DESCRIPTION OF THE TASK:
For the material that follows, list every line containing the word "AccountKind".

PROVIDED MATERIAL:
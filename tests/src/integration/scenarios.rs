//! # End-to-End Scenarios
//!
//! User journeys across profiles, communities, posts and polls, checked
//! through the query port after every step.

#[cfg(test)]
mod tests {
    use slick_state::test_utils::{content_hash, identity, TestHarness, POLL_END};
    use slick_state::{
        membership_address, AccountKind, ErrorKind, SocialApi, SocialError, SocialEvent,
        SocialQueryApi,
    };

    #[test]
    fn test_first_posts_get_sequential_ids() {
        let h = TestHarness::new();
        let alice = identity(1);

        h.service
            .create_profile(alice, "Alice".into(), "ipfs://alice".into())
            .unwrap();
        let community = h
            .service
            .create_community(alice, "C".into(), "ipfs://c".into(), 1)
            .unwrap();
        assert_eq!(community.account.member_count, 1);
        assert_eq!(community.account.post_counter, 0);

        let first = h
            .service
            .create_post(
                alice,
                community.address,
                "ipfs://p0".into(),
                content_hash(0),
                false,
                None,
            )
            .unwrap();
        assert_eq!(first.account.post_id, 0);
        assert_eq!(first.account.author(), Some(&alice));
        assert_eq!(
            h.service
                .get_community(&community.address)
                .unwrap()
                .account
                .post_counter,
            1
        );

        let second = h
            .service
            .create_post(
                alice,
                community.address,
                "ipfs://p1".into(),
                content_hash(1),
                false,
                None,
            )
            .unwrap();
        assert_eq!(second.account.post_id, 1);
    }

    #[test]
    fn test_join_then_leave_restores_member_count() {
        let h = TestHarness::new();
        let alice = h.user(1);
        let bob = h.user(2);
        let community = h.community(alice, 1);

        h.service.join_community(bob, community).unwrap();
        assert_eq!(
            h.service.get_community(&community).unwrap().account.member_count,
            2
        );

        h.service.leave_community(bob, community).unwrap();
        assert_eq!(
            h.service.get_community(&community).unwrap().account.member_count,
            1
        );
        assert_eq!(
            h.service.get_membership(&community, &bob).unwrap_err(),
            SocialError::NotFound {
                kind: AccountKind::Membership,
                address: membership_address(&community, &bob)
            }
        );
    }

    #[test]
    fn test_single_vote_per_voter() {
        let h = TestHarness::new();
        let alice = h.user(1);
        let community = h.community(alice, 1);
        let poll = h.poll(alice, community, 3);

        h.service.vote_poll(alice, poll, 1).unwrap();
        assert_eq!(
            h.service.get_poll(&poll).unwrap().account.votes_per_option,
            vec![0, 1, 0]
        );

        let err = h.service.vote_poll(alice, poll, 1).unwrap_err();
        assert_eq!(err.kind(), ErrorKind::AlreadyExists);
        assert_eq!(
            h.service.get_poll(&poll).unwrap().account.votes_per_option,
            vec![0, 1, 0]
        );
    }

    #[test]
    fn test_full_community_lifecycle() {
        let h = TestHarness::new();
        let alice = h.user(1);
        let community = h.community(alice, 42);
        let bob = h.member(community, 2);
        let carol = h.member(community, 3);

        h.service.follow_user(bob, alice).unwrap();
        h.service.follow_user(carol, alice).unwrap();

        let post = h.post(alice, community);
        h.service.like_post(bob, post).unwrap();
        h.service.like_post(carol, post).unwrap();
        h.service
            .comment_on_post(bob, post, "ipfs://nice".into(), content_hash(5))
            .unwrap();

        h.ledger.credit(carol, 10_000_000);
        let tip = h.service.config().fixed_tip_lamports.unwrap_or(1);
        h.service.tip_post(carol, post, alice, tip).unwrap();

        let poll = h.poll(alice, community, 2);
        h.service.vote_poll(bob, poll, 0).unwrap();
        h.service.vote_poll(carol, poll, 1).unwrap();

        let stored = h.service.get_post(&post).unwrap().account;
        assert_eq!(stored.likes_count, 2);
        assert_eq!(stored.comments_count, 1);
        assert_eq!(stored.total_tip_lamports, tip);
        assert_eq!(h.ledger.balance(&alice), tip);

        let profile = h.service.get_profile(&alice).unwrap().account;
        assert_eq!(profile.follower_count, 2);
        assert_eq!(h.service.followers(&alice).unwrap().len(), 2);

        assert_eq!(
            h.service.get_poll(&poll).unwrap().account.total_votes(),
            2
        );
        assert_eq!(h.service.community_members(&community).unwrap().len(), 3);

        // Voting closes at the end time.
        h.clock.set(POLL_END);
        assert!(matches!(
            h.service.vote_poll(alice, poll, 0),
            Err(SocialError::PollEnded { .. })
        ));

        let tipped = h
            .events
            .events()
            .iter()
            .filter(|e| matches!(e, SocialEvent::PostTipped { .. }))
            .count();
        assert_eq!(tipped, 1);
    }

    #[test]
    fn test_anonymous_post_hides_author_everywhere() {
        let h = TestHarness::new();
        let alice = h.user(1);
        let community = h.community(alice, 1);

        let post = h
            .service
            .create_post(
                alice,
                community,
                "ipfs://confession".into(),
                content_hash(9),
                true,
                Some("nightowl".into()),
            )
            .unwrap();

        let stored = h.service.get_post(&post.address).unwrap().account;
        assert_eq!(stored.author(), None);
        assert_eq!(stored.pseudonym(), Some("nightowl"));

        let created = h
            .events
            .events()
            .into_iter()
            .find_map(|e| match e {
                SocialEvent::PostCreated {
                    author,
                    is_anonymous,
                    ..
                } => Some((author, is_anonymous)),
                _ => None,
            })
            .unwrap();
        assert_eq!(created, (None, true));

        // The real author can like an anonymous post: nothing ties it to them.
        h.service.like_post(alice, post.address).unwrap();
    }
}
//! # Social Service
//!
//! The application service implementing `SocialApi` and `SocialQueryApi`.
//!
//! ## Execution Model
//!
//! Every operation runs as:
//! 1. Open a `Transaction` over the store at the current time
//! 2. Run the handler, which reads through the transaction and buffers its
//!    writes, ledger transfers and events
//! 3. Commit the batch, with the ledger transfers as the precommit hook
//! 4. On a stale read, re-run the handler against fresh state
//! 5. After commit, publish events and record metrics
//!
//! Handler errors are final. Only stale commits are re-executed, and a
//! re-execution re-validates everything, so a create that lost its race
//! comes back as `AlreadyExists`.

mod community;
mod poll;
mod post;
mod profile;
mod queries;
mod tx;

use crate::adapters::{
    BincodeAccountSerializer, InMemoryAccountStore, InMemoryEventLog, InMemoryLedger,
    SystemTimeSource,
};
use crate::domain::{
    Address, Comment, Community, ContentHash, Follow, Identity, Keyed, Like, Membership, Poll,
    Post, Profile, SocialConfig, SocialError, SocialResult, Timestamp, Vote,
};
use crate::ports::{
    AccountSerializer, AccountStore, CommitError, EventPublisher, SocialApi, TimeSource,
    TipLedger,
};
use slick_telemetry::{log_event, metric_inc};
use slick_telemetry::logging::subsystems;
use slick_telemetry::{COMMIT_CONFLICTS, OPERATIONS_TOTAL, OPERATION_DURATION};
use std::sync::Arc;
use tx::{Staged, Transaction};

pub struct SocialService<S, T, L, E, C = BincodeAccountSerializer>
where
    S: AccountStore,
    T: TimeSource,
    L: TipLedger,
    E: EventPublisher,
    C: AccountSerializer,
{
    pub(crate) store: S,
    pub(crate) time_source: T,
    /// External balance transfer for tips.
    pub(crate) ledger: L,
    pub(crate) publisher: E,
    pub(crate) serializer: C,
    pub(crate) config: SocialConfig,
}

/// Dependencies for SocialService
pub struct SocialDependencies<S, T, L, E, C = BincodeAccountSerializer> {
    pub store: S,
    pub time_source: T,
    pub ledger: L,
    pub publisher: E,
    pub serializer: C,
}

/// Service wired to the in-memory adapters and the wall clock.
pub type InMemorySocialService = SocialService<
    Arc<InMemoryAccountStore>,
    SystemTimeSource,
    Arc<InMemoryLedger>,
    Arc<InMemoryEventLog>,
>;

impl<S, T, L, E, C> SocialService<S, T, L, E, C>
where
    S: AccountStore,
    T: TimeSource,
    L: TipLedger,
    E: EventPublisher,
    C: AccountSerializer,
{
    pub fn new(deps: SocialDependencies<S, T, L, E, C>, config: SocialConfig) -> Self {
        Self {
            store: deps.store,
            time_source: deps.time_source,
            ledger: deps.ledger,
            publisher: deps.publisher,
            serializer: deps.serializer,
            config,
        }
    }

    pub fn config(&self) -> &SocialConfig {
        &self.config
    }

    pub fn store(&self) -> &S {
        &self.store
    }

    pub fn ledger(&self) -> &L {
        &self.ledger
    }

    pub fn publisher(&self) -> &E {
        &self.publisher
    }

    /// Run `handler` to a committed result, re-executing on stale reads.
    fn execute<R>(
        &self,
        operation: &'static str,
        mut handler: impl FnMut(&mut Transaction<'_>) -> SocialResult<R>,
    ) -> SocialResult<R> {
        let timer = OPERATION_DURATION
            .with_label_values(&[operation])
            .start_timer();
        let result = self.run(operation, &mut handler);
        timer.observe_duration();

        let outcome = match &result {
            Ok(_) => "ok",
            Err(err) => err.code(),
        };
        metric_inc!(OPERATIONS_TOTAL, &[operation, outcome]);

        if let Err(err) = &result {
            log_event!(
                debug,
                subsystems::ENGINE,
                "Operation rejected",
                operation = operation,
                code = err.code(),
                error = %err
            );
        }
        result
    }

    fn run<R>(
        &self,
        operation: &'static str,
        handler: &mut dyn FnMut(&mut Transaction<'_>) -> SocialResult<R>,
    ) -> SocialResult<R> {
        let attempts = self.config.max_commit_attempts.max(1);

        for attempt in 1..=attempts {
            let mut tx = Transaction::new(&self.store, &self.serializer, self.time_source.now());
            let output = handler(&mut tx)?;
            let Staged {
                batch,
                transfers,
                events,
            } = tx.finish();

            let ledger = &self.ledger;
            let mut precommit = || -> SocialResult<()> {
                for transfer in &transfers {
                    ledger.transfer(&transfer.from, &transfer.to, transfer.lamports)?;
                }
                Ok(())
            };

            match self.store.commit_with(batch, &mut precommit) {
                Ok(receipt) => {
                    log_event!(
                        info,
                        subsystems::ENGINE,
                        "Operation committed",
                        operation = operation,
                        sequence = receipt.sequence,
                        writes = receipt.writes,
                        attempt = attempt
                    );
                    self.publisher.publish(events);
                    return Ok(output);
                }
                Err(CommitError::Stale { key }) => {
                    metric_inc!(COMMIT_CONFLICTS);
                    log_event!(
                        warn,
                        subsystems::ENGINE,
                        "Stale read, re-executing",
                        operation = operation,
                        key = ?key,
                        attempt = attempt
                    );
                }
                Err(CommitError::Rejected(err)) => return Err(err),
                Err(CommitError::Store(err)) => return Err(err.into()),
            }
        }

        Err(SocialError::Contention { attempts })
    }
}

impl InMemorySocialService {
    /// Fresh service over empty in-memory adapters.
    pub fn in_memory(config: SocialConfig) -> Self {
        Self::new(
            SocialDependencies {
                store: Arc::new(InMemoryAccountStore::new()),
                time_source: SystemTimeSource,
                ledger: Arc::new(InMemoryLedger::new()),
                publisher: Arc::new(InMemoryEventLog::new()),
                serializer: BincodeAccountSerializer,
            },
            config,
        )
    }
}

impl<S, T, L, E, C> SocialApi for SocialService<S, T, L, E, C>
where
    S: AccountStore,
    T: TimeSource,
    L: TipLedger,
    E: EventPublisher,
    C: AccountSerializer,
{
    fn create_profile(
        &self,
        owner: Identity,
        display_name: String,
        avatar_uri: String,
    ) -> SocialResult<Keyed<Profile>> {
        self.execute("create_profile", |tx| {
            profile::create_profile(tx, &self.config, owner, &display_name, &avatar_uri)
        })
    }

    fn update_profile(
        &self,
        owner: Identity,
        display_name: Option<String>,
        avatar_uri: Option<String>,
    ) -> SocialResult<Keyed<Profile>> {
        self.execute("update_profile", |tx| {
            profile::update_profile(
                tx,
                &self.config,
                owner,
                display_name.as_deref(),
                avatar_uri.as_deref(),
            )
        })
    }

    fn follow_user(&self, follower: Identity, followed: Identity) -> SocialResult<Keyed<Follow>> {
        self.execute("follow_user", |tx| profile::follow_user(tx, follower, followed))
    }

    fn unfollow_user(&self, follower: Identity, followed: Identity) -> SocialResult<()> {
        self.execute("unfollow_user", |tx| {
            profile::unfollow_user(tx, follower, followed)
        })
    }

    fn create_community(
        &self,
        creator: Identity,
        name: String,
        description_uri: String,
        community_id: u64,
    ) -> SocialResult<Keyed<Community>> {
        self.execute("create_community", |tx| {
            community::create_community(
                tx,
                &self.config,
                creator,
                &name,
                &description_uri,
                community_id,
            )
        })
    }

    fn join_community(&self, user: Identity, community: Address) -> SocialResult<Keyed<Membership>> {
        self.execute("join_community", |tx| {
            community::join_community(tx, user, community)
        })
    }

    fn leave_community(&self, user: Identity, community: Address) -> SocialResult<()> {
        self.execute("leave_community", |tx| {
            community::leave_community(tx, user, community)
        })
    }

    fn create_post(
        &self,
        author: Identity,
        community: Address,
        content_uri: String,
        content_hash: ContentHash,
        is_anonymous: bool,
        pseudonym: Option<String>,
    ) -> SocialResult<Keyed<Post>> {
        self.execute("create_post", |tx| {
            post::create_post(
                tx,
                &self.config,
                author,
                community,
                &content_uri,
                content_hash,
                is_anonymous,
                pseudonym.as_deref(),
            )
        })
    }

    fn like_post(&self, liker: Identity, post: Address) -> SocialResult<Keyed<Like>> {
        self.execute("like_post", |tx| post::like_post(tx, liker, post))
    }

    fn unlike_post(&self, liker: Identity, post: Address) -> SocialResult<()> {
        self.execute("unlike_post", |tx| post::unlike_post(tx, liker, post))
    }

    fn tip_post(
        &self,
        tipper: Identity,
        post: Address,
        recipient: Identity,
        amount: u64,
    ) -> SocialResult<Keyed<Post>> {
        self.execute("tip_post", |tx| {
            post::tip_post(tx, &self.config, tipper, post, recipient, amount)
        })
    }

    fn comment_on_post(
        &self,
        commenter: Identity,
        post: Address,
        content_uri: String,
        content_hash: ContentHash,
    ) -> SocialResult<Keyed<Comment>> {
        self.execute("comment_on_post", |tx| {
            post::comment_on_post(tx, &self.config, commenter, post, &content_uri, content_hash)
        })
    }

    fn create_poll(
        &self,
        creator: Identity,
        community: Address,
        question_uri: String,
        option_profiles: Vec<Identity>,
        end_time: Timestamp,
    ) -> SocialResult<Keyed<Poll>> {
        self.execute("create_poll", |tx| {
            poll::create_poll(
                tx,
                &self.config,
                creator,
                community,
                &question_uri,
                &option_profiles,
                end_time,
            )
        })
    }

    fn vote_poll(&self, voter: Identity, poll: Address, option_index: u8) -> SocialResult<Keyed<Vote>> {
        self.execute("vote_poll", |tx| poll::vote_poll(tx, voter, poll, option_index))
    }
}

EXPECTED ANSWER:
        membership_address, AccountKind, ErrorKind, SocialApi, SocialError, SocialEvent,
                kind: AccountKind::Membership,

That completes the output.